Whilst ultimately dedicated to promotion such early displays started to see the integration of artificial lighting into structures as part of a design idea rather than simply as cosmetic addition.


As a result of this rapid development of electric lighting two strong traditions of ‘architectural light’ emerged in the early 1900’s:


The first, which was more associated with the development of the American city, is often referred to as the ‘architecture of the night’. This tended towards the external illumination of landmark buildings, particularly skyscrapers, with the lighting being more ‘applied’ through outlining or floodlighting. Many buildings associated with this form were of solid construction where windows formed distinct apertures in a façade.
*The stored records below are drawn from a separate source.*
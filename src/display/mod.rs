//! Presentation helpers.
//!
//! All amounts are 18-decimal token units held as `U256`. Formatting stays
//! in integer math so large balances never pass through a float.

pub mod format;

pub use format::{
    explorer_tx_url, format_amount, format_fixed, format_ratio, format_usd, parse_amount, usd_wei,
    short_address, units_to_f64, Countdown, DisplayError, TOKEN_DECIMALS,
};
//! Resilience helpers.
//!
//! Only read polling retries. Transaction submissions are never retried:
//! a failed sequence returns to idle and the user decides what to do next.

pub mod backoff;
The second, which started in Germany, ‘light architecture’ (Lichtarchitektur), was a more holistic approach where artificial light was highly integrated into the form and structure of the building from the outset of the design and one in which the interior lighting also often played a crucial role in creating the external image of the building at night. This was particularly the case where the façade was transparent or translucent supported by a lightweight steel or concrete frame.
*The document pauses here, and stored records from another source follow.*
//! Approve-then-act transaction sequencer.
//!
//! # State Machine
//! ```text
//!            allowance short                 receipt ok
//!   Idle ───────────────────▶ Approving ───────────────▶ Approved
//!    │                                                      │ allowance visible
//!    │ allowance sufficient                                 ▼ (or poll timeout)
//!    └─────────────────────────────────────────────────▶ Acting
//!                                                           │ receipt ok
//!                                                           ▼
//!   Idle ◀──────────── reset delay ──────────────────── Success
//!
//!   any submission / receipt error ──▶ Idle (no retry)
//! ```

use alloy::primitives::{Address, TxHash, U256};
use std::sync::atomic::{AtomicBool, AtomicU64, Ordering};
use std::sync::Arc;
use std::time::{Duration, Instant};
use tokio::sync::watch;
use tracing::Instrument;
use uuid::Uuid;

use crate::blockchain::ConfirmationStatus;
use crate::config::{ApprovalPolicy, SequencerConfig};
use crate::contracts::ContractCall;
use crate::observability::metrics;
use crate::reads::{ReadKey, ReadLayer};
use crate::resilience::backoff::calculate_backoff;
use crate::sequencer::types::{
    ApprovalRequirement, SequenceError, SequenceOutcome, SequenceRequest, SequenceStage,
};
use crate::session::Session;

/// Drives one flow's approve-then-act sequences.
///
/// Cloning yields a handle to the same state machine.
#[derive(Clone)]
pub struct Sequencer {
    reads: ReadLayer,
    session: Session,
    config: SequencerConfig,
    stage: Arc<watch::Sender<SequenceStage>>,
    in_flight: Arc<AtomicBool>,
    generation: Arc<AtomicU64>,
}

/// Holds the in-flight flag for one run.
///
/// `release` clears the flag once the run has settled its stage. Dropping an
/// unreleased guard means the run was cancelled mid-sequence, so the stage is
/// put back to idle before the flag clears.
struct InFlightGuard<'a> {
    flag: &'a AtomicBool,
    stage: &'a watch::Sender<SequenceStage>,
    released: bool,
}

impl InFlightGuard<'_> {
    fn release(&mut self) {
        if !self.released {
            self.flag.store(false, Ordering::SeqCst);
            self.released = true;
        }
    }
}

impl Drop for InFlightGuard<'_> {
    fn drop(&mut self) {
        if !self.released {
            let previous = self.stage.send_replace(SequenceStage::Idle);
            tracing::warn!(stage = %previous, "Sequence cancelled, stage reset to idle");
            self.release();
        }
    }
}

impl Sequencer {
    pub fn new(reads: ReadLayer, session: Session, config: SequencerConfig) -> Self {
        let (stage, _) = watch::channel(SequenceStage::Idle);
        Self {
            reads,
            session,
            config,
            stage: Arc::new(stage),
            in_flight: Arc::new(AtomicBool::new(false)),
            generation: Arc::new(AtomicU64::new(0)),
        }
    }

    /// Current stage.
    pub fn stage(&self) -> SequenceStage {
        *self.stage.borrow()
    }

    /// Observe stage transitions.
    pub fn subscribe(&self) -> watch::Receiver<SequenceStage> {
        self.stage.subscribe()
    }

    /// Whether a sequence has started and not yet reached success or failed.
    pub fn is_processing(&self) -> bool {
        self.in_flight.load(Ordering::SeqCst)
    }

    fn set_stage(&self, stage: SequenceStage) {
        let previous = self.stage.send_replace(stage);
        if previous != stage {
            tracing::info!(from = %previous, to = %stage, "Sequence stage changed");
        }
    }

    /// Run a request to completion.
    ///
    /// Returns after the action receipt is confirmed, dependent reads are
    /// re-issued and the reset delay has passed. On error the stage is
    /// already back to idle and nothing further has been submitted.
    pub async fn run(&self, request: SequenceRequest) -> Result<SequenceOutcome, SequenceError> {
        let owner = self
            .session
            .require_address()
            .map_err(|_| SequenceError::NotConnected)?;

        if self
            .in_flight
            .compare_exchange(false, true, Ordering::SeqCst, Ordering::SeqCst)
            .is_err()
        {
            tracing::warn!(flow = request.flow, "Rejected submission while a sequence is in progress");
            return Err(SequenceError::Busy);
        }
        let mut guard = InFlightGuard {
            flag: self.in_flight.as_ref(),
            stage: self.stage.as_ref(),
            released: false,
        };
        let generation = self.generation.fetch_add(1, Ordering::SeqCst) + 1;

        let id = Uuid::new_v4();
        let flow = request.flow;
        let span = tracing::info_span!("sequence", id = %id, flow = flow, owner = %owner);

        let result = self
            .drive(id, owner, request, &mut guard)
            .instrument(span.clone())
            .await;

        match result {
            Ok(outcome) => {
                metrics::record_sequence_outcome(flow, "success");
                let hold = Duration::from_millis(self.config.success_reset_ms);
                tokio::time::sleep(hold).await;
                // Checked under the stage lock: a newer run bumps the
                // generation before it writes any stage.
                let reset = self.stage.send_if_modified(|stage| {
                    let current = self.generation.load(Ordering::SeqCst) == generation;
                    if current && *stage != SequenceStage::Idle {
                        *stage = SequenceStage::Idle;
                        true
                    } else {
                        false
                    }
                });
                if reset {
                    span.in_scope(|| {
                        tracing::info!(
                            from = %SequenceStage::Success,
                            to = %SequenceStage::Idle,
                            "Sequence stage changed"
                        )
                    });
                }
                Ok(outcome)
            }
            Err(e) => {
                span.in_scope(|| {
                    self.set_stage(SequenceStage::Idle);
                    tracing::warn!(error = %e, "Sequence aborted");
                });
                guard.release();
                metrics::record_sequence_outcome(flow, e.kind());
                Err(e)
            }
        }
    }

    async fn drive(
        &self,
        id: Uuid,
        owner: Address,
        request: SequenceRequest,
        guard: &mut InFlightGuard<'_>,
    ) -> Result<SequenceOutcome, SequenceError> {
        let mut approval_txs = Vec::new();

        for requirement in &request.approvals {
            let allowance_key = ReadKey::Allowance {
                token: requirement.token,
                owner,
                spender: requirement.spender,
            };
            let current = self.current_allowance(&allowance_key).await;
            if current >= requirement.amount {
                tracing::debug!(
                    token = %requirement.token,
                    allowance = %current,
                    required = %requirement.amount,
                    "Allowance sufficient, skipping approval"
                );
                continue;
            }

            self.set_stage(SequenceStage::Approving);
            let call = ContractCall::approve(
                requirement.token,
                requirement.spender,
                self.approval_amount(requirement),
            );
            let tx_hash = self.submit_and_confirm(&call).await?.0;
            approval_txs.push(tx_hash);

            self.set_stage(SequenceStage::Approved);
            self.await_allowance(&allowance_key, requirement.amount).await;
        }

        self.set_stage(SequenceStage::Acting);
        let (action_tx, block_number) = self.submit_and_confirm(&request.action).await?;

        self.set_stage(SequenceStage::Success);
        guard.release();

        let refreshed_reads = self.reads.refresh(&request.invalidates).await;

        tracing::info!(
            action_tx = %action_tx,
            block_number = block_number,
            approvals = approval_txs.len(),
            refreshed_reads = refreshed_reads,
            "Sequence complete"
        );

        Ok(SequenceOutcome {
            id,
            flow: request.flow,
            approval_txs,
            action_tx,
            block_number,
            refreshed_reads,
        })
    }

    fn approval_amount(&self, requirement: &ApprovalRequirement) -> U256 {
        match self.config.approval_policy {
            ApprovalPolicy::Unlimited => U256::MAX,
            ApprovalPolicy::Exact => requirement.amount,
        }
    }

    /// Allowance from a fresh read; an unreadable allowance counts as zero.
    async fn current_allowance(&self, key: &ReadKey) -> U256 {
        self.reads.fetch_amount(key).await.unwrap_or(U256::ZERO)
    }

    /// Poll the allowance until it covers `required` or the poll budget runs out.
    ///
    /// The approval receipt is already confirmed, so running out of budget
    /// only means the node has not caught up; the action proceeds either way.
    async fn await_allowance(&self, key: &ReadKey, required: U256) {
        let deadline = Instant::now() + Duration::from_millis(self.config.allowance_poll_timeout_ms);
        let mut attempt = 0u32;

        loop {
            if self.current_allowance(key).await >= required {
                tracing::debug!(attempts = attempt + 1, "Approved allowance visible");
                return;
            }
            attempt += 1;
            let delay = calculate_backoff(
                attempt,
                self.config.allowance_poll_base_ms,
                self.config.allowance_poll_max_ms,
            );
            if Instant::now() + delay > deadline {
                tracing::warn!(
                    attempts = attempt,
                    "Allowance not yet visible after approval receipt, proceeding"
                );
                return;
            }
            tokio::time::sleep(delay).await;
        }
    }

    async fn submit_and_confirm(
        &self,
        call: &ContractCall,
    ) -> Result<(TxHash, u64), SequenceError> {
        let function = call.function;
        let gateway = self.reads.gateway();

        let tx_hash = gateway
            .submit(call)
            .await
            .map_err(|source| SequenceError::Submission { function, source })?;
        metrics::record_tx_submitted(function);
        tracing::info!(tx_hash = %tx_hash, function = function, "Transaction submitted");

        let status = gateway
            .wait_for_receipt(tx_hash)
            .await
            .map_err(|source| SequenceError::Receipt { function, source })?;

        match status {
            ConfirmationStatus::Confirmed { block_number } => {
                tracing::info!(tx_hash = %tx_hash, block_number = block_number, "Receipt confirmed");
                Ok((tx_hash, block_number))
            }
            ConfirmationStatus::Failed(reason) => Err(SequenceError::Reverted { function, reason }),
            other => Err(SequenceError::Reverted {
                function,
                reason: format!("unexpected receipt status {:?}", other),
            }),
        }
    }
}

impl std::fmt::Debug for Sequencer {
    fn fmt(&self, f: &mut std::fmt::Formatter<'_>) -> std::fmt::Result {
        f.debug_struct("Sequencer")
            .field("stage", &self.stage())
            .field("in_flight", &self.is_processing())
            .finish()
    }
}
With both paradigms, the result was not only functional. It was also about creating a lit image for architecture, usually within an urban context, and in both cases the desire for illumination was often driven by commercial concerns such as advertising, the presence of the building, and its occupier. However, given the radical transformation of lighting technology in the last twenty years through the development of light emitting diodes and digital control that allows lighting to be built into the very structure and fabric of a building at a highly detailed level, ‘light architecture’ can be seen as the most relevant to the future of the two approaches. 

A new term is born

"Actually, every work of architecture is designed and calculated for a specific lighting. Therefore - if you like – ‘Lichtarchitektur’. We should really speak of the artificial light architecture, and this could be defined as follows: Artificial light architecture is architecture that has been designed in conjunction with a specific lighting system, together with the whole building and appropriately constructed." - Louis Christian Klaff, Kunstlicht und Architektur (Artificial Light and Architecture) 1943


Whilst the Dutch architect and lighting designer L.C. Klaff’s observations come close to providing a meaningful definition of ‘light architecture’, they perhaps should go further: As we will see, ‘light architecture’ can be described as being the total and seamless integration of artificial light into the design of a building such that provides its expression after dark whilst at the same time meeting the functional needs of its users. Not only is the building conceived in light, but its form and materiality is directly influenced and transformed by light such that it becomes a fundamental part of the building’s composition.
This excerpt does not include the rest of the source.